In April of 2015, after learning he had inherited the HTT gene mutation that caused Huntington’s, Linus had performed germline gene therapy on himself. He did not want to pass on the disorder to his offspring, each of whom would have a fifty percent chance of inheriting it.
“I doubt I will ever have children,” Linus had said to Isabel later. “It would be unfair of me to enter another marriage when Huntington’s Disease is in my future.”
Linus was thirty-six years old now. He could become afflicted at any time. Isabel found herself watching him for signs of the disease’s inevitable onset, twitching, clumsiness, stiffness, abnormal eye movements, loss of balance, but she had seen nothing out of the ordinary. Linus had hired her, inspired her, and guided her.
He was brilliant, thoughtful, and kind. She loved his Swedish accent. He said he loved her Mexican accent. If he had not been her boss she would have sought a romantic relationship, despite his genetic inheritance.
“He may not know much about me, Isabel, but he may know a lot about our research here. He may have read the paper Eve, Franklin, and I just published, the one you proofread about our germline therapy on patients M-Two and L-One.”
Eve Huerta was a twenty-seven-year old African-American PhD student at the institute. She had gotten her undergraduate degree with a double major in biology and voice at Spelman College and her master’s degree in genetics at the University of Georgia, where she wrote a thesis on the inheritance of sickle cell anemia.
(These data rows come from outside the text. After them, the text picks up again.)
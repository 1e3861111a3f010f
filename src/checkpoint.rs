//! Population checkpoints.
//!
//! A checkpoint is the state of a [`Population`] at a generation boundary,
//! encoded with postcard. Restoring it re-runs the construction checks, so a
//! checkpoint written against a different feature list is rejected.

use std::fs;
use std::io;
use std::path::Path;

use serde::{Deserialize, Serialize};

use crate::evolution::{EvolutionConfig, Member, Population, PopulationError};

#[derive(Debug, Clone, Serialize, Deserialize, PartialEq)]
pub struct Checkpoint {
    /// Completed generations.
    pub generation: u64,
    pub config: EvolutionConfig,
    pub members: Vec<Member>,
}

#[derive(thiserror::Error, Debug)]
pub enum CheckpointError {
    #[error("io error: {0}")]
    Io(#[from] io::Error),
    #[error("postcard error: {0}")]
    Postcard(#[from] postcard::Error),
    #[error("checkpoint does not describe a valid population: {0}")]
    Population(#[from] PopulationError),
}

impl Checkpoint {
    pub fn to_postcard_bytes(&self) -> Result<Vec<u8>, CheckpointError> { Ok(postcard::to_allocvec(self)?) }

    pub fn from_postcard_bytes(bytes: &[u8]) -> Result<Self, CheckpointError> { Ok(postcard::from_bytes(bytes)?) }

    pub fn write_to_path<P: AsRef<Path>>(&self, path: P) -> Result<(), CheckpointError> {
        fs::write(path, self.to_postcard_bytes()?)?;
        Ok(())
    }

    pub fn read_from_path<P: AsRef<Path>>(path: P) -> Result<Self, CheckpointError> {
        let bytes = fs::read(path)?;
        Self::from_postcard_bytes(&bytes)
    }

    /// Rebuild the population, ready to evaluate the next generation.
    pub fn into_population(self) -> Result<Population, CheckpointError> {
        Ok(Population::from_members(self.config, self.members, self.generation)?)
    }
}

impl Population {
    /// Capture the members, config and generation counter.
    ///
    /// Fitness of members is carried along for inspection; it is reset when
    /// the population is evaluated again.
    pub fn to_checkpoint(&self) -> Checkpoint {
        Checkpoint {
            generation: self.generation(),
            config: self.config().clone(),
            members: self.members().to_vec(),
        }
    }
}

#[cfg(test)]
mod tests {
    use super::*;
    use crate::evolution::Tick;
    use crate::engine::{GameHost, LiveGame};
    use crate::policy::{Candidate, PolicyKind, WeightedPolicy};
    use rand::{rngs::StdRng, SeedableRng};

    fn evolved(kind: PolicyKind) -> Population {
        let cfg = EvolutionConfig { population_size: 4, episodes_per_candidate: 1, policy_kind: kind, ..Default::default() };
        let mut rng = StdRng::seed_from_u64(21);
        let mut pop = Population::random(cfg, &mut rng).unwrap();
        let mut host = LiveGame::new(StdRng::seed_from_u64(22));
        while pop.generation() == 0 {
            if let Tick::GameOver { .. } = pop.tick(&mut host, &mut rng).unwrap() {
                host.restart();
            }
        }
        pop
    }

    #[test]
    fn file_roundtrip_restores_population() {
        let dir = tempfile::tempdir().unwrap();
        let path = dir.path().join("gen.ckpt");
        for kind in [PolicyKind::Sequence, PolicyKind::Weighted] {
            let pop = evolved(kind);
            let ckpt = pop.to_checkpoint();
            ckpt.write_to_path(&path).unwrap();
            let back = Checkpoint::read_from_path(&path).unwrap();
            assert_eq!(back, ckpt);

            let restored = back.into_population().unwrap();
            assert_eq!(restored.generation(), 1);
            assert_eq!(restored.config(), pop.config());
            let candidates = |p: &Population| p.members().iter().map(|m| m.candidate.clone()).collect::<Vec<_>>();
            assert_eq!(candidates(&restored), candidates(&pop));
        }
    }

    #[test]
    fn truncated_bytes_are_rejected() {
        let bytes = evolved(PolicyKind::Sequence).to_checkpoint().to_postcard_bytes().unwrap();
        let err = Checkpoint::from_postcard_bytes(&bytes[..bytes.len() / 2]).unwrap_err();
        assert!(matches!(err, CheckpointError::Postcard(_)));
    }

    #[test]
    fn inconsistent_checkpoint_fails_validation() {
        let mut ckpt = evolved(PolicyKind::Weighted).to_checkpoint();
        ckpt.members.push(Member::new(Candidate::Weighted(WeightedPolicy::hand_tuned())));
        let err = ckpt.into_population().unwrap_err();
        assert!(matches!(
            err,
            CheckpointError::Population(PopulationError::SizeMismatch { expected: 4, found: 5 })
        ));
    }

    #[test]
    fn missing_file_is_io_error() {
        let dir = tempfile::tempdir().unwrap();
        let err = Checkpoint::read_from_path(dir.path().join("absent.ckpt")).unwrap_err();
        assert!(matches!(err, CheckpointError::Io(_)));
    }
}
She was a soloist in her church choir. She had recently married Enrique Huerta, an obstetrician of Cuban heritage who played the guitar and the drums in a local band. Eve was Isabel’s cute, funny, irreverent best friend.
Franklin Marks was a new postdoctoral fellow with a PhD in developmental genetics from the University of California at Berkeley. Isabel had been going out with Frank since his arrival in early July. Frank was good-looking. He was tall and muscular, blond and blue-eyed, and well-groomed. He competed in international chess tournaments and collected chess sets from around the world. He played the violin. He hunted with a bow. He was, as she had said to her mother, muy sofisticado. Soon he would leave for a faculty position at Swan Valley College in Idaho. When he accepted the offer in mid-September, he did not know he would be the father of her child, but neither did she.
Both Eve and Frank were supported by Linus’s grant from the LeClair Foundation.
At eight o’clock Isabel called the office of President Mary Ellen Mackin and reached her directly.
“President Mackin, this is Isabel Canto, associate director of the Institute for Genome Modification. Have you read the letter somebody named Aldo sent you?”
“I’m reading it, Dr. Canto,” the president said. “A student just delivered it. Can you and Dr. Winter come to my conference room at ten? I will also invite Provost Wayne Peyton, Vice President Ferris Whitehall, and Dr. Carolyn Hooper, who chairs the Faculty Council.”
“Yes, of course.”
Isabel knew Ferris Whitehall well, since he had chaired the genetics department before becoming vice president for research. She did not know either Carolyn Hooper or Wayne Peyton personally. Wayne Peyton had been provost for little more than two months.